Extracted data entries
───
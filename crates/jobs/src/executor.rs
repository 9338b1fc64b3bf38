//! Background job executor.

use std::collections::HashMap;
use std::sync::{Arc, Mutex, mpsc};
use std::thread;
use std::time::{Duration, Instant};

use chrono::Utc;
use tracing::{debug, error, info, warn};

use super::store::JobStore;
use super::types::{Job, JobKind, JobStatus};

/// Result of one handler invocation.
#[derive(Debug)]
pub enum JobOutcome {
    /// Job finished; the optional value lands in `Job::result`.
    Success(Option<serde_json::Value>),
    /// Attempt failed; the job re-pends or fails terminally per its budget.
    Failure(String),
}

/// Job handler function type.
pub type JobHandler = Box<dyn Fn(&Job) -> JobOutcome + Send + Sync>;

/// Job executor configuration.
#[derive(Debug, Clone)]
pub struct JobExecutorConfig {
    /// How often to poll for ready jobs.
    pub poll_interval: Duration,
    /// Name for logging.
    pub name: String,
}

impl Default for JobExecutorConfig {
    fn default() -> Self {
        Self {
            poll_interval: Duration::from_millis(100),
            name: "job-executor".to_string(),
        }
    }
}

impl JobExecutorConfig {
    pub fn with_name(mut self, name: impl Into<String>) -> Self {
        self.name = name.into();
        self
    }

    pub fn with_poll_interval(mut self, poll_interval: Duration) -> Self {
        self.poll_interval = poll_interval;
        self
    }
}

/// Handle to control a running executor.
#[derive(Debug)]
pub struct JobExecutorHandle {
    shutdown: mpsc::Sender<()>,
    join: Option<thread::JoinHandle<()>>,
    stats: Arc<Mutex<ExecutorStats>>,
}

impl JobExecutorHandle {
    /// Request graceful shutdown.
    pub fn shutdown(mut self) {
        let _ = self.shutdown.send(());
        if let Some(j) = self.join.take() {
            let _ = j.join();
        }
    }

    /// Get current executor statistics.
    pub fn stats(&self) -> ExecutorStats {
        self.stats.lock().unwrap_or_else(|e| e.into_inner()).clone()
    }
}

/// Executor runtime statistics.
#[derive(Debug, Clone, Default, serde::Serialize)]
pub struct ExecutorStats {
    pub jobs_processed: u64,
    pub jobs_succeeded: u64,
    pub jobs_retried: u64,
    pub jobs_failed: u64,
    pub uptime_secs: u64,
}

/// Polls a job store for ready jobs and executes them with registered
/// handlers, honoring each job's attempt budget.
pub struct JobExecutor<S> {
    store: S,
    handlers: HashMap<String, JobHandler>,
}

impl<S> JobExecutor<S>
where
    S: JobStore + 'static,
{
    pub fn new(store: S) -> Self {
        Self {
            store,
            handlers: HashMap::new(),
        }
    }

    /// Register a handler for a job kind.
    ///
    /// Patterns: an exact type name, a `prefix.*` category, or `*` for a
    /// catch-all.
    pub fn register_handler<F>(&mut self, kind_pattern: impl Into<String>, handler: F)
    where
        F: Fn(&Job) -> JobOutcome + Send + Sync + 'static,
    {
        self.handlers.insert(kind_pattern.into(), Box::new(handler));
    }

    fn get_handler(&self, kind: &JobKind) -> Option<&JobHandler> {
        let type_name = kind.type_name();
        if let Some(h) = self.handlers.get(type_name) {
            return Some(h);
        }

        for (pattern, handler) in &self.handlers {
            if let Some(prefix) = pattern.strip_suffix(".*") {
                if type_name.starts_with(prefix) {
                    return Some(handler);
                }
            }
        }

        self.handlers.get("*")
    }

    /// Execute a single claimed (running) job.
    pub fn execute_one(&self, job: &mut Job) -> Result<(), String> {
        let handler = self
            .get_handler(&job.kind)
            .ok_or_else(|| format!("no handler for job kind: {:?}", job.kind))?;

        match handler(job) {
            JobOutcome::Success(result) => {
                job.complete(result, Utc::now()).map_err(|e| e.to_string())?;
                self.store.update(job).map_err(|e| e.to_string())?;
                Ok(())
            }
            JobOutcome::Failure(error) => {
                job.fail(error.clone(), Utc::now()).map_err(|e| e.to_string())?;
                self.store.update(job).map_err(|e| e.to_string())?;
                Err(error)
            }
        }
    }

    /// Spawn the executor in a background thread.
    pub fn spawn(self, config: JobExecutorConfig) -> JobExecutorHandle
    where
        S: Send,
    {
        let (shutdown_tx, shutdown_rx) = mpsc::channel::<()>();
        let stats = Arc::new(Mutex::new(ExecutorStats::default()));
        let stats_clone = Arc::clone(&stats);

        let name = config.name.clone();
        let join = thread::Builder::new()
            .name(name)
            .spawn(move || {
                executor_loop(self, config, shutdown_rx, stats_clone);
            })
            .expect("failed to spawn job executor thread");

        JobExecutorHandle {
            shutdown: shutdown_tx,
            join: Some(join),
            stats,
        }
    }
}

fn executor_loop<S: JobStore + 'static>(
    executor: JobExecutor<S>,
    config: JobExecutorConfig,
    shutdown_rx: mpsc::Receiver<()>,
    stats: Arc<Mutex<ExecutorStats>>,
) {
    info!(executor = %config.name, "job executor started");
    let start_time = Instant::now();

    loop {
        if shutdown_rx.try_recv().is_ok() {
            break;
        }

        {
            let mut s = stats.lock().unwrap_or_else(|e| e.into_inner());
            s.uptime_secs = start_time.elapsed().as_secs();
        }

        match executor.store.claim_next(Utc::now()) {
            Ok(Some(mut job)) => {
                debug!(
                    executor = %config.name,
                    job_id = %job.id,
                    kind = ?job.kind,
                    attempt = job.attempts,
                    "claimed job"
                );

                let result = execute_claimed(&executor, &mut job);

                let mut s = stats.lock().unwrap_or_else(|e| e.into_inner());
                s.jobs_processed += 1;
                match (&result, job.status) {
                    (Ok(()), _) => s.jobs_succeeded += 1,
                    (Err(_), JobStatus::Failed) => s.jobs_failed += 1,
                    (Err(_), _) => s.jobs_retried += 1,
                }
            }
            Ok(None) => {
                thread::sleep(config.poll_interval);
            }
            Err(e) => {
                error!(executor = %config.name, error = %e, "failed to claim job");
                thread::sleep(config.poll_interval);
            }
        }
    }

    info!(executor = %config.name, "job executor stopped");
}

fn execute_claimed<S: JobStore + 'static>(
    executor: &JobExecutor<S>,
    job: &mut Job,
) -> Result<(), String> {
    if executor.get_handler(&job.kind).is_none() {
        let error = format!("no handler for job kind: {:?}", job.kind);
        warn!(job_id = %job.id, error = %error, "unroutable job");
        if job.fail(error.clone(), Utc::now()).is_ok() {
            if let Err(e) = executor.store.update(job) {
                error!(job_id = %job.id, error = %e, "failed to persist unroutable job");
            }
        }
        return Err(error);
    }

    match executor.execute_one(job) {
        Ok(()) => {
            debug!(job_id = %job.id, "job completed");
            Ok(())
        }
        Err(error) => {
            debug!(job_id = %job.id, error = %error, status = ?job.status, "job attempt failed");
            Err(error)
        }
    }
}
───
**DESCRIPTION OF THE TASK**
Search the entries for the word "super" and copy every line that holds it.

**SOLUTION**
use super::store::JobStore;
use super::types::{Job, JobKind, JobStatus};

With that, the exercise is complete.